------ The data

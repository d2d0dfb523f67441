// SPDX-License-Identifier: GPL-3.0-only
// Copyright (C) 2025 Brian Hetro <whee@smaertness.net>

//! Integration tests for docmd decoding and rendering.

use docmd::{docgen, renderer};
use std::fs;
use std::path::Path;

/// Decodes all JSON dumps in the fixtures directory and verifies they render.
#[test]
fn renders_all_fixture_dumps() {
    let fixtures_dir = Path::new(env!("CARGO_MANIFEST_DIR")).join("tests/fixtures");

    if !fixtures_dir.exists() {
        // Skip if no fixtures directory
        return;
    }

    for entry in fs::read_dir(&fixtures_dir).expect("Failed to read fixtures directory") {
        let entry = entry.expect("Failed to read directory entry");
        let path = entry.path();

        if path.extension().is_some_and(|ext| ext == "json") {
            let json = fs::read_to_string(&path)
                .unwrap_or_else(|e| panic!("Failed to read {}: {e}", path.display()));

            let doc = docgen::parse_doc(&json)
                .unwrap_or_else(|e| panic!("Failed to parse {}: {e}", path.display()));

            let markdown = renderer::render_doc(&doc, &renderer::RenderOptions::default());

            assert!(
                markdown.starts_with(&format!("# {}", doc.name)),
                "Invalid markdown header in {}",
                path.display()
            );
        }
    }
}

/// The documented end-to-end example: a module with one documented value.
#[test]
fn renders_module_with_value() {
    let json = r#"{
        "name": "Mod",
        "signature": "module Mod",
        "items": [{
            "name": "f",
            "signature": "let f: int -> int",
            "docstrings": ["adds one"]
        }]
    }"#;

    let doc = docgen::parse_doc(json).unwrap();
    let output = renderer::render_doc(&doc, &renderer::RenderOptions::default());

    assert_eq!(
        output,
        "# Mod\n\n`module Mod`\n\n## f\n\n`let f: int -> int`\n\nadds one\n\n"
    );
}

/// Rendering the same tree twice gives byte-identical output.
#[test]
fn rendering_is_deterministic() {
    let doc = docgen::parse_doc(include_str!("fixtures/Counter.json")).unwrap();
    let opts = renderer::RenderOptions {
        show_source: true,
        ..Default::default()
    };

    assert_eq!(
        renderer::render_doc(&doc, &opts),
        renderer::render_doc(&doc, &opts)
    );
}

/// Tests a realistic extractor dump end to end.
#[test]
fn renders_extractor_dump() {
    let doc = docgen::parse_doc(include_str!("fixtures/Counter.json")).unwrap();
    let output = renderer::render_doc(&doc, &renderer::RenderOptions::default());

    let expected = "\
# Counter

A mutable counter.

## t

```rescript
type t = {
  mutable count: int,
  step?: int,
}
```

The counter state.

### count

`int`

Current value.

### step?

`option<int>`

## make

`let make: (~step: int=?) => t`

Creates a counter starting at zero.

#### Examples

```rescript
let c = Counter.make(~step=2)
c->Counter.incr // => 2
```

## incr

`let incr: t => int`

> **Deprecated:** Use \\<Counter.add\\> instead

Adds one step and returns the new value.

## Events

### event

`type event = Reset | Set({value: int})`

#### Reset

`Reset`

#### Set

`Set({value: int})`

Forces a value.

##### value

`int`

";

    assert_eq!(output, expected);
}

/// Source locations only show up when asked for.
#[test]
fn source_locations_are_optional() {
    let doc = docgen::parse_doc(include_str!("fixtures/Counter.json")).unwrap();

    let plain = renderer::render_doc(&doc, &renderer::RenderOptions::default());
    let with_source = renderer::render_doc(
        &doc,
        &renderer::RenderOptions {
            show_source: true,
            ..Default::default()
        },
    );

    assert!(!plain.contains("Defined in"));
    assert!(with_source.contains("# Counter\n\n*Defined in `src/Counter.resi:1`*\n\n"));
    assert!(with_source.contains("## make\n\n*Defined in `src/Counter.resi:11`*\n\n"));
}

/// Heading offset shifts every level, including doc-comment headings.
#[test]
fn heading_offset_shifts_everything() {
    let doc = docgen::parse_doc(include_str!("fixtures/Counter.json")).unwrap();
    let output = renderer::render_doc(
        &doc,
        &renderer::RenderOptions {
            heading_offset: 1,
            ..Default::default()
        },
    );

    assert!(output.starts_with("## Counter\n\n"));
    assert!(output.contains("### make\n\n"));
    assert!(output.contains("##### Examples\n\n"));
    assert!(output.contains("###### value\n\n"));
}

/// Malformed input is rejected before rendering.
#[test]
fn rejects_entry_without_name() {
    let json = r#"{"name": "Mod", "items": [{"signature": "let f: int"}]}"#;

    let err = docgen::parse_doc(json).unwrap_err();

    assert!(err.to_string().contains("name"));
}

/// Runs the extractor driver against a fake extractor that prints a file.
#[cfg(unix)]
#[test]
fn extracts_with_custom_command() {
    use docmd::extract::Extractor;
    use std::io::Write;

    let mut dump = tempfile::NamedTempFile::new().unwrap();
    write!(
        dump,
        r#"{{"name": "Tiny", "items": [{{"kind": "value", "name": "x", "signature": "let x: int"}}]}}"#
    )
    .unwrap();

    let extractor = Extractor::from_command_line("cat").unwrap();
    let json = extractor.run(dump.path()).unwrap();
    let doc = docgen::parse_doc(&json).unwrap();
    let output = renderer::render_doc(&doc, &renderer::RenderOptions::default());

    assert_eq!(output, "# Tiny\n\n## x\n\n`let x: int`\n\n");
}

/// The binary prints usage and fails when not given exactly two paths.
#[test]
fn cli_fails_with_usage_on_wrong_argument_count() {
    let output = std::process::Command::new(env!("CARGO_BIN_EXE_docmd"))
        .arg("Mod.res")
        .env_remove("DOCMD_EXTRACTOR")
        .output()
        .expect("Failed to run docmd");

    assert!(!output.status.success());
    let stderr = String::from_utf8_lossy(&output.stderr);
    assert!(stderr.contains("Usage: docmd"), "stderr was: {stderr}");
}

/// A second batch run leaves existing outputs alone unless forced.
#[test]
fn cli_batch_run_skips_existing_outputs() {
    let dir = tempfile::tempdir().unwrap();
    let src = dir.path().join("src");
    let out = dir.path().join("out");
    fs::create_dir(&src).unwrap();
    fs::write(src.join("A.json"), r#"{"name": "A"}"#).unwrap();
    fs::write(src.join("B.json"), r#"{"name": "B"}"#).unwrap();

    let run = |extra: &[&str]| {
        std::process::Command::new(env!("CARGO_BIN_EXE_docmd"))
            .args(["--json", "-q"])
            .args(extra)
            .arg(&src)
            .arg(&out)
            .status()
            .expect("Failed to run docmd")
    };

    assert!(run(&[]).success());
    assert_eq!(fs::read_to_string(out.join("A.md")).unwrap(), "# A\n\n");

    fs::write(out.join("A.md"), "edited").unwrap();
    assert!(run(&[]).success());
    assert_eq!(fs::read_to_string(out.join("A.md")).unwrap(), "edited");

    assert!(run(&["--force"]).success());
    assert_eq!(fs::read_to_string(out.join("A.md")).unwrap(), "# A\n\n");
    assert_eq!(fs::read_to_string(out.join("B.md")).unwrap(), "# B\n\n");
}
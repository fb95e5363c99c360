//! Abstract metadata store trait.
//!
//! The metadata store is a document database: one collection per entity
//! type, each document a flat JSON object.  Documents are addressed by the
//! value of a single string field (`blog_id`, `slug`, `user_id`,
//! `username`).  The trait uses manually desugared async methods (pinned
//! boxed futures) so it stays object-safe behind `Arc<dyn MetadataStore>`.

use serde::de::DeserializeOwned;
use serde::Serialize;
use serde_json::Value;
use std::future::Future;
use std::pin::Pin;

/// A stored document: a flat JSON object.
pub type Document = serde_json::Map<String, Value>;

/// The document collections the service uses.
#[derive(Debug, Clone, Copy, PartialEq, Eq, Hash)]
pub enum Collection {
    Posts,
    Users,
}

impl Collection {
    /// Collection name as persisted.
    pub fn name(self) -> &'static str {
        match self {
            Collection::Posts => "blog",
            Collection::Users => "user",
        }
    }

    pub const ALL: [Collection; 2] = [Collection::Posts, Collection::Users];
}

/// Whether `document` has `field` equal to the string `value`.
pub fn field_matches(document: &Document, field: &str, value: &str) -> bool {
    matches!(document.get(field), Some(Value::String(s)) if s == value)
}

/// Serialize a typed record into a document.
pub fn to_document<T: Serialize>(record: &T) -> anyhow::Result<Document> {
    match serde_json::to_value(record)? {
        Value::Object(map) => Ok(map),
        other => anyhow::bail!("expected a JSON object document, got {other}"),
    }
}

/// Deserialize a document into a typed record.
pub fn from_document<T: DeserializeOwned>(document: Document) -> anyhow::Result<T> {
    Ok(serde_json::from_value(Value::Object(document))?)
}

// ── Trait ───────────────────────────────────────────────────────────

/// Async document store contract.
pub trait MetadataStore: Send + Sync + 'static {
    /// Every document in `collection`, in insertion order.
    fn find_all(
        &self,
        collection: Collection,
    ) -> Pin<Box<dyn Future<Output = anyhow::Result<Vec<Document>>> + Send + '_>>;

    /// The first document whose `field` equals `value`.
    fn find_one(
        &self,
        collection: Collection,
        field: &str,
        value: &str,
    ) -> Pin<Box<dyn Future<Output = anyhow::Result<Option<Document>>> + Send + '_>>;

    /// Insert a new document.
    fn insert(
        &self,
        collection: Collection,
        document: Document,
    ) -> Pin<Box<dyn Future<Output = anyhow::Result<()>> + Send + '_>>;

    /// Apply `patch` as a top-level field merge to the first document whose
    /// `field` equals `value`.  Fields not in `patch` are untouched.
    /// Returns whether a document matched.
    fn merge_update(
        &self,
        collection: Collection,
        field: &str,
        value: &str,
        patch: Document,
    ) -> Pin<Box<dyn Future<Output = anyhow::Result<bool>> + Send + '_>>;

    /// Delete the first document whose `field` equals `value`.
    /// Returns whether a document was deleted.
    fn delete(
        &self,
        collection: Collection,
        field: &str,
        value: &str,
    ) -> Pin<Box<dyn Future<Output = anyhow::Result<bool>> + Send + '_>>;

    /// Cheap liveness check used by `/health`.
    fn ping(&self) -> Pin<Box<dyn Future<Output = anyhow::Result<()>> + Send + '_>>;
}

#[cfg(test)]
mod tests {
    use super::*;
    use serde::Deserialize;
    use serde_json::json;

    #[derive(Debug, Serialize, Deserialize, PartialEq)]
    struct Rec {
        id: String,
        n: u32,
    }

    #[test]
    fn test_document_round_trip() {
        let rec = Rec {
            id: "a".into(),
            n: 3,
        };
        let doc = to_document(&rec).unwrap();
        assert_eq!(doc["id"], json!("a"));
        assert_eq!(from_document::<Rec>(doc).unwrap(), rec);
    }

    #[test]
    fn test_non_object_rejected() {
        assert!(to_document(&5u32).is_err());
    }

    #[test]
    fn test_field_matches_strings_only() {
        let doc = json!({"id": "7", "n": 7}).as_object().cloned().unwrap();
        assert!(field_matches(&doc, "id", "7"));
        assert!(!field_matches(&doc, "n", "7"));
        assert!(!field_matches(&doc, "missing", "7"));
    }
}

------------

#### [What needs to be done]
Every line with "expected" in it should be copied from the entries.

#### [Completed exercise]
    let expected = "\
    assert_eq!(output, expected);
        other => anyhow::bail!("expected a JSON object document, got {other}"),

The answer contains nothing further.